The primary endpoint is to compare the clearance rate of HBsAg between two groups. The secondary endpoint includes: (1) comparing the incidence of liver cancer during the 96 weeks follow-up, (2) comparing adverse side effects between the 2 groups. (3) comparing the virological and biochemical responses between the 2 groups.
Clearance of hepatitis B virus surface antigen (HBsAg) is considered to be the ultimate therapeutic goal for hepatitis B patients, for it is related with low incidence of fibrosis and liver cancer. The investigators' previous study show that nucleoside (acid)analogues (NAs) treated, non-cirrhosis hepatitis B patients switched to /or combined with pegylated interferon (Peg IFN)α-2b could obtain a higher HBsAg clearance rate. Hence, the investigators' hypothesis is that treatment of NAs plus Peg IFNα-2b for those NAs treated, low level of HBsAg, hepatitis B related compensatory cirrhosis patients result in higher HBsAg clearance rate and reduce the risk of liver cancer.
The investigators plan to enroll about 84 hepatitis B related compensatory cirrhosis patients, who have received NAs treatment more than 1 year with the level of HBsAg <1000IU/ml. These participants will be devided into 2 groups according to their wishes. Group A will receive the treatment of NAs (patients previously treated with telbivudine will be changed to entecavir) plus Peg IFNα-2b (180ug per week, the dose will be changed to 135ug or 90ug per week during the treatment if patients could not tolerate the side effects of Peg IFNα-2b). Peg IFNα-2b treatment will be performed until HBsAg <0.05IU/ml, with a maximum duration of 48 weeks. Group B will be treated with NAs as before enrollment.

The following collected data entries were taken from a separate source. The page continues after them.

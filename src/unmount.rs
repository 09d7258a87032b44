use crate::{
	node::{ElementNode, FragmentNode, Node, TextNode},
	Error, Host, Result,
};
use tracing::{instrument, trace, trace_span, warn};

/// Detaches `node`'s host nodes, unregisters its listeners and clears all host bindings in the subtree.
///
/// Fragments own no host node, so only their children are detached.
///
/// # Errors
///
/// [`Error::Unbound`] if a text or element node in the subtree isn't mounted.
/// Calling this twice on the same tree is therefore an error.
#[instrument(skip(host, node), fields(kind = node.kind()))]
pub fn unmount<H: Host>(host: &H, node: &mut Node<H::Node>) -> Result<(), H::Error> {
	match node {
		Node::Text(TextNode { binding, .. }) => {
			let text = binding.take().ok_or(Error::<H::Error>::Unbound { kind: "text" })?;
			host.remove_node(&text)?;
		}

		Node::Element(ElementNode {
			tag,
			children,
			binding,
			listeners,
			..
		}) => {
			let span = trace_span!("Unmounting element", %tag);
			let _enter = span.enter();

			let element = binding.take().ok_or(Error::<H::Error>::Unbound { kind: "element" })?;
			host.remove_node(&element)?;

			for child in children {
				unmount(host, child)?;
			}

			if let Some(listeners) = listeners.take() {
				for (event, listener) in &listeners {
					trace!(%event, "Removing event listener.");
					host.remove_event_listener(&element, event, listener)?;
				}
			}
		}

		Node::Fragment(FragmentNode { children, binding }) => {
			for child in children {
				unmount(host, child)?;
			}
			*binding = None;
		}
	}
	Ok(())
}

/// Best-effort teardown of a tree that may be only partially bound, as left behind by a failed [`patch`](`crate::patch`).
///
/// Removes every host node and listener still bound anywhere in `node`, skipping unbound parts and logging host failures instead of stopping.
pub(crate) fn discard<H: Host>(host: &H, node: &mut Node<H::Node>) {
	match node {
		Node::Text(TextNode { binding, .. }) => {
			if let Some(text) = binding.take() {
				if let Err(error) = host.remove_node(&text) {
					warn!(?error, "Failed to remove text node while discarding.");
				}
			}
		}

		Node::Element(ElementNode {
			children,
			binding,
			listeners,
			..
		}) => {
			let element = binding.take();
			if let Some(element) = &element {
				if let Err(error) = host.remove_node(element) {
					warn!(?error, "Failed to remove element while discarding.");
				}
			}

			for child in children {
				discard(host, child);
			}

			if let (Some(element), Some(listeners)) = (&element, listeners.take()) {
				for (event, listener) in &listeners {
					if let Err(error) = host.remove_event_listener(element, event, listener) {
						warn!(?error, %event, "Failed to remove event listener while discarding.");
					}
				}
			}
		}

		Node::Fragment(FragmentNode { children, binding }) => {
			for child in children {
				discard(host, child);
			}
			*binding = None;
		}
	}
}
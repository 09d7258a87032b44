use crate::{
	keys::diff_keys,
	mount::{mount, set_attribute},
	node::{flatten_children, Class, ElementNode, Node},
	redact,
	sequence::{diff_sequence, DiffOp},
	unmount::unmount,
	Error, Host, Result,
};
use tracing::{instrument, trace, trace_span};

/// Reconciles the live host tree from `old` (which must be mounted) to `new`.
///
/// Compatible nodes (see [`Node::is_compatible`]) keep their host node:
/// its binding moves from `old` to `new`, and only text, attributes, classes, styles and listeners that differ are touched.
/// Children are matched after inlining fragments, using [`diff_sequence`], so unchanged or moved children are patched rather than recreated.
/// An incompatible `new` replaces `old` at the same position in `parent`.
///
/// `old` is left partially unbound afterwards and should be discarded.
///
/// # Errors
///
/// [`Error::Unbound`] if `old` (or a reused descendant) isn't mounted, and any host failure.
#[instrument(skip(host, old, new, parent), fields(old.kind = old.kind(), new.kind = new.kind()))]
pub fn patch<H: Host>(host: &H, old: &mut Node<H::Node>, new: &mut Node<H::Node>, parent: &H::Node) -> Result<(), H::Error> {
	if !old.is_compatible(new) {
		let span = trace_span!("Replacing incompatible node");
		let _enter = span.enter();
		let index = old.binding().and_then(|bound| host.child_nodes(parent).iter().position(|child| child == bound));
		unmount(host, old)?;
		return mount(host, new, parent, index);
	}

	let kind = old.kind();
	let binding = old.binding_mut().take().ok_or(Error::<H::Error>::Unbound { kind })?;
	*new.binding_mut() = Some(binding.clone());

	match (&mut *old, &mut *new) {
		(Node::Text(old), Node::Text(new)) => {
			if old.value != new.value {
				trace!(old = redact(&old.value), new = redact(&new.value), "Updating text.");
				host.set_text(&binding, &new.value)?;
			}
			return Ok(());
		}
		(Node::Element(old), Node::Element(new)) => patch_element(host, &binding, old, new)?,
		_ => (),
	}

	patch_children(host, old, new, &binding)
}

#[allow(clippy::similar_names)]
fn patch_element<H: Host>(host: &H, element: &H::Node, old: &mut ElementNode<H::Node>, new: &mut ElementNode<H::Node>) -> Result<(), H::Error> {
	let span = trace_span!("Patching element", tag = %new.tag);
	let _enter = span.enter();

	let attributes = diff_keys(Some(&old.props.attributes), Some(&new.props.attributes));
	for key in &attributes.removed {
		trace!(%key, "Removing attribute.");
		host.remove_attribute(element, key)?;
	}
	for key in attributes.to_set() {
		set_attribute(host, element, key, &new.props.attributes[key])?;
	}

	let old_tokens = old.props.class.as_ref().map_or_else(Vec::new, Class::tokens);
	let new_tokens = new.props.class.as_ref().map_or_else(Vec::new, Class::tokens);
	let mut added = Vec::new();
	let mut removed = Vec::new();
	for op in diff_sequence(&old_tokens, &new_tokens, |a, b| a == b) {
		match op {
			DiffOp::Add { item, .. } if !old_tokens.contains(&item) => added.push(item),
			DiffOp::Remove { item, .. } if !new_tokens.contains(&item) => removed.push(item),
			_ => (),
		}
	}
	if !added.is_empty() {
		trace!(?added, "Adding classes.");
		host.add_classes(element, &added)?;
	}
	if !removed.is_empty() {
		trace!(?removed, "Removing classes.");
		host.remove_classes(element, &removed)?;
	}

	let style = diff_keys(Some(&old.props.style), Some(&new.props.style));
	for key in &style.removed {
		trace!(%key, "Removing style.");
		host.remove_style(element, key)?;
	}
	for key in style.to_set() {
		let value = &new.props.style[key];
		trace!(%key, value = redact(value), "Setting style.");
		host.set_style(element, key, value)?;
	}

	let events = diff_keys(Some(&old.props.on), Some(&new.props.on));
	let mut listeners = old.listeners.take().unwrap_or_default();
	for event in events.to_unset() {
		if let Some(listener) = listeners.remove(event) {
			trace!(%event, "Removing event listener.");
			host.remove_event_listener(element, event, &listener)?;
		}
	}
	for event in events.to_set() {
		let listener = &new.props.on[event];
		trace!(%event, "Adding event listener.");
		host.add_event_listener(element, event, listener)?;
		listeners.insert(event.clone(), listener.clone());
	}
	new.listeners = Some(listeners);

	Ok(())
}

/// Identifies a child on either side of a children diff.
#[derive(Debug, Clone, Copy)]
enum Slot {
	Old(usize),
	New(usize),
}

fn resolve<'a, N>(old: &'a [&mut Node<N>], new: &'a [&mut Node<N>], slot: Slot) -> &'a Node<N> {
	match slot {
		Slot::Old(i) => &*old[i],
		Slot::New(i) => &*new[i],
	}
}

fn patch_children<H: Host>(host: &H, old: &mut Node<H::Node>, new: &mut Node<H::Node>, parent: &H::Node) -> Result<(), H::Error> {
	bind_fragments(new.children_mut(), parent);
	let mut old_children = flatten_children(old.children_mut());
	let mut new_children = flatten_children(new.children_mut());

	let ops = {
		let old_slots: Vec<_> = (0..old_children.len()).map(Slot::Old).collect();
		let new_slots: Vec<_> = (0..new_children.len()).map(Slot::New).collect();
		diff_sequence(&old_slots, &new_slots, |a, b| {
			resolve(&old_children, &new_children, *a).is_compatible(resolve(&old_children, &new_children, *b))
		})
	};

	let span = trace_span!("Patching children", old = old_children.len(), new = new_children.len(), ops = ops.len());
	let _enter = span.enter();

	for op in ops {
		match op {
			DiffOp::Add { index, .. } => {
				mount(host, &mut *new_children[index], parent, Some(index))?;
			}
			DiffOp::Remove { item: Slot::Old(i), .. } => {
				unmount(host, &mut *old_children[i])?;
			}
			DiffOp::Remove { item: Slot::New(_), .. } => unreachable!("Only old children are ever removed."),
			DiffOp::Move { original_index, index, .. } => {
				let moved = old_children[original_index]
					.binding()
					.cloned()
					.ok_or(Error::<H::Error>::Unbound { kind: old_children[original_index].kind() })?;
				let reference = host.child_nodes(parent).into_iter().nth(index);
				if reference.as_ref() != Some(&moved) {
					trace!(original_index, index, "Moving child.");
					host.insert_before(parent, &moved, reference.as_ref())?;
				}
				patch(host, &mut *old_children[original_index], &mut *new_children[index], parent)?;
			}
			DiffOp::Noop { original_index, index, .. } => {
				patch(host, &mut *old_children[original_index], &mut *new_children[index], parent)?;
			}
		}
	}
	Ok(())
}

/// Fragments are inlined for diffing and never mounted themselves, so they are bound to the host parent here.
fn bind_fragments<N: Clone>(children: &mut [Node<N>], parent: &N) {
	for child in children {
		if let Node::Fragment(fragment) = child {
			fragment.binding = Some(parent.clone());
			bind_fragments(&mut fragment.children, parent);
		}
	}
}
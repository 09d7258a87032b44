//! The abstract tree: [`Node`]s, their [`Props`] and the normalizing constructors [`element`], [`text`] and [`fragment`].

use core::{any::Any, fmt, ptr};
use std::{collections::BTreeMap, rc::Rc};

/// An abstract UI node, bound to host nodes of type `N` once mounted.
#[derive(Debug)]
pub enum Node<N> {
	Text(TextNode<N>),
	Element(ElementNode<N>),
	Fragment(FragmentNode<N>),
}

#[derive(Debug)]
pub struct TextNode<N> {
	pub value: String,
	pub(crate) binding: Option<N>,
}

#[derive(Debug)]
pub struct ElementNode<N> {
	pub tag: String,
	pub props: Props,
	pub children: Vec<Node<N>>,
	pub(crate) binding: Option<N>,
	/// The handlers currently attached to the host element, by event name.
	pub(crate) listeners: Option<BTreeMap<String, Listener>>,
}

/// Fragments own no host node. Their binding is the host parent they were mounted into.
#[derive(Debug)]
pub struct FragmentNode<N> {
	pub children: Vec<Node<N>>,
	pub(crate) binding: Option<N>,
}

impl<N> Node<N> {
	#[must_use]
	pub fn kind(&self) -> &'static str {
		match self {
			Node::Text(_) => "text",
			Node::Element(_) => "element",
			Node::Fragment(_) => "fragment",
		}
	}

	/// The host node this node is bound to, or the host parent for fragments.
	#[must_use]
	pub fn binding(&self) -> Option<&N> {
		match self {
			Node::Text(TextNode { binding, .. }) | Node::Element(ElementNode { binding, .. }) | Node::Fragment(FragmentNode { binding, .. }) => binding.as_ref(),
		}
	}

	pub(crate) fn binding_mut(&mut self) -> &mut Option<N> {
		match self {
			Node::Text(TextNode { binding, .. }) | Node::Element(ElementNode { binding, .. }) | Node::Fragment(FragmentNode { binding, .. }) => binding,
		}
	}

	/// The listener table of a mounted element.
	#[must_use]
	pub fn listeners(&self) -> Option<&BTreeMap<String, Listener>> {
		match self {
			Node::Element(element) => element.listeners.as_ref(),
			Node::Text(_) | Node::Fragment(_) => None,
		}
	}

	#[must_use]
	pub fn children(&self) -> &[Node<N>] {
		match self {
			Node::Text(_) => &[],
			Node::Element(ElementNode { children, .. }) | Node::Fragment(FragmentNode { children, .. }) => children,
		}
	}

	pub(crate) fn children_mut(&mut self) -> &mut [Node<N>] {
		match self {
			Node::Text(_) => &mut [],
			Node::Element(ElementNode { children, .. }) | Node::Fragment(FragmentNode { children, .. }) => children,
		}
	}

	/// Whether a host node mounted for `self` can be reused for `other`.
	///
	/// Texts are always compatible with each other, as are fragments.
	/// Elements are compatible if their tags match exactly.
	#[must_use]
	pub fn is_compatible<M>(&self, other: &Node<M>) -> bool {
		match (self, other) {
			(Node::Text(_), Node::Text(_)) | (Node::Fragment(_), Node::Fragment(_)) => true,
			(Node::Element(a), Node::Element(b)) => a.tag == b.tag,
			_ => false,
		}
	}

	/// `true` iff neither this node nor any of its descendants holds a host binding.
	#[must_use]
	pub fn is_unbound(&self) -> bool {
		self.binding().is_none() && self.listeners().is_none() && self.children().iter().all(Node::is_unbound)
	}
}

/// Inlines fragment children (transitively) into a flat child list.
///
/// Fragments are transparent for diffing: a fragment child contributes its own children directly.
pub fn flatten_children<N>(children: &mut [Node<N>]) -> Vec<&mut Node<N>> {
	let mut flat = Vec::with_capacity(children.len());
	flatten_into(children, &mut flat);
	flat
}

fn flatten_into<'a, N>(children: &'a mut [Node<N>], flat: &mut Vec<&'a mut Node<N>>) {
	for child in children {
		match child {
			Node::Fragment(FragmentNode { children, .. }) => flatten_into(children, flat),
			other => flat.push(other),
		}
	}
}

/// An element property value.
#[derive(Debug, Clone, PartialEq)]
pub enum PropValue {
	Text(String),
	Bool(bool),
	Number(f64),
	/// Removes the attribute when applied.
	Null,
}

impl fmt::Display for PropValue {
	fn fmt(&self, f: &mut fmt::Formatter<'_>) -> fmt::Result {
		match self {
			PropValue::Text(text) => f.write_str(text),
			PropValue::Bool(value) => write!(f, "{}", value),
			PropValue::Number(value) => write!(f, "{}", value),
			PropValue::Null => Ok(()),
		}
	}
}

impl From<&str> for PropValue {
	fn from(text: &str) -> Self {
		Self::Text(text.to_owned())
	}
}
impl From<String> for PropValue {
	fn from(text: String) -> Self {
		Self::Text(text)
	}
}
impl From<bool> for PropValue {
	fn from(value: bool) -> Self {
		Self::Bool(value)
	}
}
impl From<f64> for PropValue {
	fn from(number: f64) -> Self {
		Self::Number(number)
	}
}
impl From<i32> for PropValue {
	fn from(number: i32) -> Self {
		Self::Number(number.into())
	}
}
impl<T: Into<PropValue>> From<Option<T>> for PropValue {
	fn from(value: Option<T>) -> Self {
		value.map_or(Self::Null, Into::into)
	}
}

/// The `class` prop, either as one whitespace-separated string or as a list of tokens.
#[derive(Debug, Clone, PartialEq, Eq)]
pub enum Class {
	Str(String),
	List(Vec<String>),
}

impl Class {
	/// The non-blank class tokens, in order.
	#[must_use]
	pub fn tokens(&self) -> Vec<&str> {
		match self {
			Class::Str(class) => class.split_whitespace().collect(),
			Class::List(list) => list.iter().map(String::as_str).filter(|token| !token.trim().is_empty()).collect(),
		}
	}
}

impl From<&str> for Class {
	fn from(class: &str) -> Self {
		Self::Str(class.to_owned())
	}
}
impl From<String> for Class {
	fn from(class: String) -> Self {
		Self::Str(class)
	}
}
impl From<Vec<String>> for Class {
	fn from(list: Vec<String>) -> Self {
		Self::List(list)
	}
}
impl<const L: usize> From<[&str; L]> for Class {
	fn from(list: [&str; L]) -> Self {
		Self::List(list.iter().map(|&token| token.to_owned()).collect())
	}
}

/// An event handler.
///
/// Listeners compare by identity: two clones of the same [`Listener`] are equal, two separately created ones never are.
/// The host passes its native event object as `&dyn Any`.
#[derive(Clone)]
pub struct Listener(Rc<dyn Fn(&dyn Any)>);

impl Listener {
	pub fn new(handler: impl 'static + Fn(&dyn Any)) -> Self {
		Self(Rc::new(handler))
	}

	pub fn call(&self, event: &dyn Any) {
		(self.0)(event)
	}

	/// An address identifying this handler, stable for as long as any clone is alive.
	#[must_use]
	pub fn id(&self) -> *const () {
		Rc::as_ptr(&self.0).cast::<()>()
	}
}

impl PartialEq for Listener {
	fn eq(&self, other: &Self) -> bool {
		ptr::eq(self.id(), other.id())
	}
}
impl Eq for Listener {}

impl fmt::Debug for Listener {
	fn fmt(&self, f: &mut fmt::Formatter<'_>) -> fmt::Result {
		f.debug_tuple("Listener").field(&self.id()).finish()
	}
}

/// Element props, split by how they are applied to the host.
#[derive(Debug, Clone, Default, PartialEq)]
pub struct Props {
	/// Plain attributes. Keys with a `data-` prefix go through the host's attribute path, all others are assigned as properties.
	pub attributes: BTreeMap<String, PropValue>,
	pub class: Option<Class>,
	pub style: BTreeMap<String, String>,
	pub on: BTreeMap<String, Listener>,
}

impl Props {
	#[must_use]
	pub fn new() -> Self {
		Self::default()
	}

	#[must_use]
	pub fn attr(mut self, key: impl Into<String>, value: impl Into<PropValue>) -> Self {
		self.attributes.insert(key.into(), value.into());
		self
	}

	#[must_use]
	pub fn class(mut self, class: impl Into<Class>) -> Self {
		self.class = Some(class.into());
		self
	}

	#[must_use]
	pub fn style(mut self, key: impl Into<String>, value: impl Into<String>) -> Self {
		self.style.insert(key.into(), value.into());
		self
	}

	#[must_use]
	pub fn on(mut self, event: impl Into<String>, listener: Listener) -> Self {
		self.on.insert(event.into(), listener);
		self
	}
}

/// A raw child as accepted by [`element`] and [`fragment`].
#[derive(Debug)]
pub enum Child<N> {
	Node(Node<N>),
	/// Lifted to a [`Node::Text`].
	Text(String),
	/// Dropped.
	Nothing,
}

impl<N> From<Node<N>> for Child<N> {
	fn from(node: Node<N>) -> Self {
		Self::Node(node)
	}
}
impl<N> From<&str> for Child<N> {
	fn from(text: &str) -> Self {
		Self::Text(text.to_owned())
	}
}
impl<N> From<String> for Child<N> {
	fn from(text: String) -> Self {
		Self::Text(text)
	}
}
impl<N, T: Into<Child<N>>> From<Option<T>> for Child<N> {
	fn from(child: Option<T>) -> Self {
		child.map_or(Self::Nothing, Into::into)
	}
}

fn normalize<N>(children: impl IntoIterator<Item = Child<N>>) -> Vec<Node<N>> {
	children
		.into_iter()
		.filter_map(|child| match child {
			Child::Node(node) => Some(node),
			Child::Text(value) => Some(text(value)),
			Child::Nothing => None,
		})
		.collect()
}

pub fn element<N>(tag: impl Into<String>, props: Props, children: impl IntoIterator<Item = Child<N>>) -> Node<N> {
	Node::Element(ElementNode {
		tag: tag.into(),
		props,
		children: normalize(children),
		binding: None,
		listeners: None,
	})
}

pub fn text<N>(value: impl Into<String>) -> Node<N> {
	Node::Text(TextNode { value: value.into(), binding: None })
}

pub fn fragment<N>(children: impl IntoIterator<Item = Child<N>>) -> Node<N> {
	Node::Fragment(FragmentNode {
		children: normalize(children),
		binding: None,
	})
}

#[cfg(test)]
mod tests {
	use super::*;

	type TestNode = Node<()>;

	#[test]
	fn children_are_normalized() {
		let child: TestNode = element("span", Props::new(), []);
		let node: TestNode = element("div", Props::new(), [Child::Nothing, "x".into(), None::<&str>.into(), child.into()]);

		let children = node.children();
		assert_eq!(children.len(), 2);
		assert!(matches!(&children[0], Node::Text(TextNode { value, .. }) if value == "x"));
		assert!(matches!(&children[1], Node::Element(ElementNode { tag, .. }) if tag == "span"));
	}

	#[test]
	fn fragment_children_are_normalized() {
		let node: TestNode = fragment([Child::Nothing, "a".into(), "b".into()]);
		assert_eq!(node.children().len(), 2);
		assert!(node.children().iter().all(|child| matches!(child, Node::Text(_))));
	}

	#[test]
	fn compatibility() {
		let a: TestNode = text("test");
		let b: TestNode = text("hallo");
		assert!(a.is_compatible(&b));

		let f1: TestNode = fragment(["hallo".into()]);
		let f2: TestNode = fragment(["hola".into()]);
		assert!(f1.is_compatible(&f2));
		assert!(!a.is_compatible(&f1));

		let p1: TestNode = element("p", Props::new(), ["Paragraph 1".into()]);
		let p2: TestNode = element("p", Props::new(), ["Paragraph 2".into()]);
		let span: TestNode = element("span", Props::new(), ["Paragraph 2".into()]);
		assert!(p2.is_compatible(&p1));
		assert!(!span.is_compatible(&p1));
	}

	#[test]
	fn flattening_inlines_nested_fragments() {
		let mut children: Vec<TestNode> = vec![
			text("a"),
			fragment(["b".into(), fragment::<()>(["c".into()]).into()]),
			element("p", Props::new(), ["d".into()]),
		];
		let flat = flatten_children(&mut children);
		let kinds: Vec<_> = flat.iter().map(|node| node.kind()).collect();
		assert_eq!(kinds, ["text", "text", "text", "element"]);
	}

	#[test]
	fn class_tokens() {
		assert_eq!(Class::from(" foo  bar ").tokens(), ["foo", "bar"]);
		assert_eq!(Class::from(["foo", "", " ", "bar"]).tokens(), ["foo", "bar"]);
	}

	#[test]
	fn listeners_compare_by_identity() {
		let a = Listener::new(|_| ());
		let b = Listener::new(|_| ());
		assert_eq!(a, a.clone());
		assert_ne!(a, b);
	}
}
use crate::{Class, Listener, PropValue};
use core::fmt::Debug;

/// The live host tree (for example a browser DOM) that abstract trees are reconciled into.
///
/// Implementations are consumed by [`mount`](`crate::mount`), [`unmount`](`crate::unmount`) and [`patch`](`crate::patch`),
/// which never inspect host nodes beyond what this trait exposes.
/// Failures are passed through to the caller as [`Error::Host`](`crate::Error::Host`).
pub trait Host {
	/// A handle to one host node. Clones refer to the same node and compare equal.
	type Node: Clone + PartialEq + Debug;
	type Error: Debug;

	fn create_text_node(&self, value: &str) -> Result<Self::Node, Self::Error>;
	fn create_element(&self, tag: &str) -> Result<Self::Node, Self::Error>;
	/// Detaches `node` from its parent, if any.
	fn remove_node(&self, node: &Self::Node) -> Result<(), Self::Error>;

	fn child_nodes(&self, parent: &Self::Node) -> Vec<Self::Node>;
	/// Inserts (or moves) `node` into `parent` right before `reference`, or appends it if `reference` is [`None`].
	fn insert_before(&self, parent: &Self::Node, node: &Self::Node, reference: Option<&Self::Node>) -> Result<(), Self::Error>;
	fn append_child(&self, parent: &Self::Node, node: &Self::Node) -> Result<(), Self::Error> {
		self.insert_before(parent, node, None)
	}

	fn set_text(&self, node: &Self::Node, value: &str) -> Result<(), Self::Error>;

	fn set_attribute(&self, element: &Self::Node, key: &str, value: &str) -> Result<(), Self::Error>;
	/// Removes both the attribute and any same-named property value.
	fn remove_attribute(&self, element: &Self::Node, key: &str) -> Result<(), Self::Error>;
	/// Direct property assignment, used for all attributes without a `data-` prefix.
	fn set_property(&self, element: &Self::Node, key: &str, value: &PropValue) -> Result<(), Self::Error>;

	/// Replaces the element's class list.
	fn set_class(&self, element: &Self::Node, class: &Class) -> Result<(), Self::Error>;
	fn add_classes(&self, element: &Self::Node, tokens: &[&str]) -> Result<(), Self::Error>;
	fn remove_classes(&self, element: &Self::Node, tokens: &[&str]) -> Result<(), Self::Error>;

	fn set_style(&self, element: &Self::Node, key: &str, value: &str) -> Result<(), Self::Error>;
	fn remove_style(&self, element: &Self::Node, key: &str) -> Result<(), Self::Error>;

	fn add_event_listener(&self, element: &Self::Node, event: &str, listener: &Listener) -> Result<(), Self::Error>;
	/// Must detach exactly the `listener` previously attached for `event`.
	fn remove_event_listener(&self, element: &Self::Node, event: &str, listener: &Listener) -> Result<(), Self::Error>;
}
use core::{
	borrow::Borrow,
	hash::{BuildHasher, Hash},
};
use hashbrown::{
	hash_map::{DefaultHashBuilder, Entry},
	HashMap,
};
use num_traits::{CheckedAdd, CheckedSub, One, Zero};
use thiserror::Error;

/// A map whose entries carry a use count and are only dropped once it reaches zero.
pub struct RcHashMap<K, C, V, S = DefaultHashBuilder>(HashMap<K, (C, V), S>)
where
	K: Hash + Eq,
	C: CheckedAdd + CheckedSub + One + Zero,
	S: BuildHasher;
impl<K, C, V, S> Default for RcHashMap<K, C, V, S>
where
	K: Hash + Eq,
	C: CheckedAdd + CheckedSub + One + Zero,
	S: Default + BuildHasher,
{
	fn default() -> Self {
		Self::new()
	}
}
impl<K, C, V, S> RcHashMap<K, C, V, S>
where
	K: Hash + Eq,
	C: CheckedAdd + CheckedSub + One + Zero,
	S: BuildHasher,
{
	#[must_use]
	pub fn new() -> Self
	where
		S: Default,
	{
		Self(HashMap::with_hasher(S::default()))
	}

	pub fn increment_or_insert_with<F: FnOnce() -> V>(&mut self, k: K, v: F) -> Result<&mut V, CountSaturatedError> {
		match self.0.entry(k) {
			Entry::Occupied(occupied) => {
				let (c, v) = occupied.into_mut();
				*c = c.checked_add(&C::one()).ok_or(CountSaturatedError)?;
				Ok(v)
			}
			Entry::Vacant(vacant) => {
				let (_, v) = vacant.insert((C::one(), v()));
				Ok(v)
			}
		}
	}

	/// Decrements the count of `k`, keeping the entry around even at zero until [`purge`](`RcHashMap::purge`).
	pub fn weak_decrement<Q: ?Sized>(&mut self, k: &Q) -> Result<Option<&mut V>, CountSaturatedError>
	where
		K: Borrow<Q>,
		Q: Eq + Hash,
	{
		match self.0.get_mut(k) {
			Some((c, v)) => {
				*c = c.checked_sub(&C::one()).ok_or(CountSaturatedError)?;
				Ok(Some(v))
			}
			None => Ok(None),
		}
	}

	/// Drops all entries with a count of zero and returns how many there were.
	pub fn purge(&mut self) -> usize {
		let before = self.0.len();
		self.0.retain(|_, (c, _)| !c.is_zero());
		before - self.0.len()
	}

	pub fn len(&self) -> usize {
		self.0.len()
	}
}

#[derive(Debug, Error)]
#[error("use count saturated")]
pub struct CountSaturatedError;

#[cfg(test)]
mod tests {
	use super::*;

	#[test]
	fn entries_survive_until_purged_at_zero() {
		let mut map = RcHashMap::<&str, u8, u32>::new();
		map.increment_or_insert_with("a", || 1).unwrap();
		map.increment_or_insert_with("a", || unreachable!()).unwrap();
		map.increment_or_insert_with("b", || 2).unwrap();

		assert_eq!(map.weak_decrement("a").unwrap().copied(), Some(1));
		assert_eq!(map.purge(), 0);
		assert_eq!(map.weak_decrement("a").unwrap().copied(), Some(1));
		assert_eq!(map.purge(), 1);
		assert!(map.weak_decrement("a").unwrap().is_none());
		assert_eq!(map.len(), 1);
	}

	#[test]
	fn saturation_is_reported() {
		let mut map = RcHashMap::<&str, u8, ()>::new();
		map.increment_or_insert_with("a", || ()).unwrap();
		map.weak_decrement("a").unwrap();
		assert!(map.weak_decrement("a").is_err());
		assert!(map.weak_decrement("missing").unwrap().is_none());
	}
}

The participants in both groups will be followed up for 96 weeks.
The primary endpoint is to compare the clearance rate of HBsAg between two groups. The secondary endpoint includes: (1) comparing the incidence of liver cancer during the 96 weeks follow-up, (2) comparing adverse side effects, such as ascites, gastrointestinal bleeding, encephalopathy, hepatorenal syndrome between the 2 groups. (3) comparing the virological and biochemical responses between the 2 groups.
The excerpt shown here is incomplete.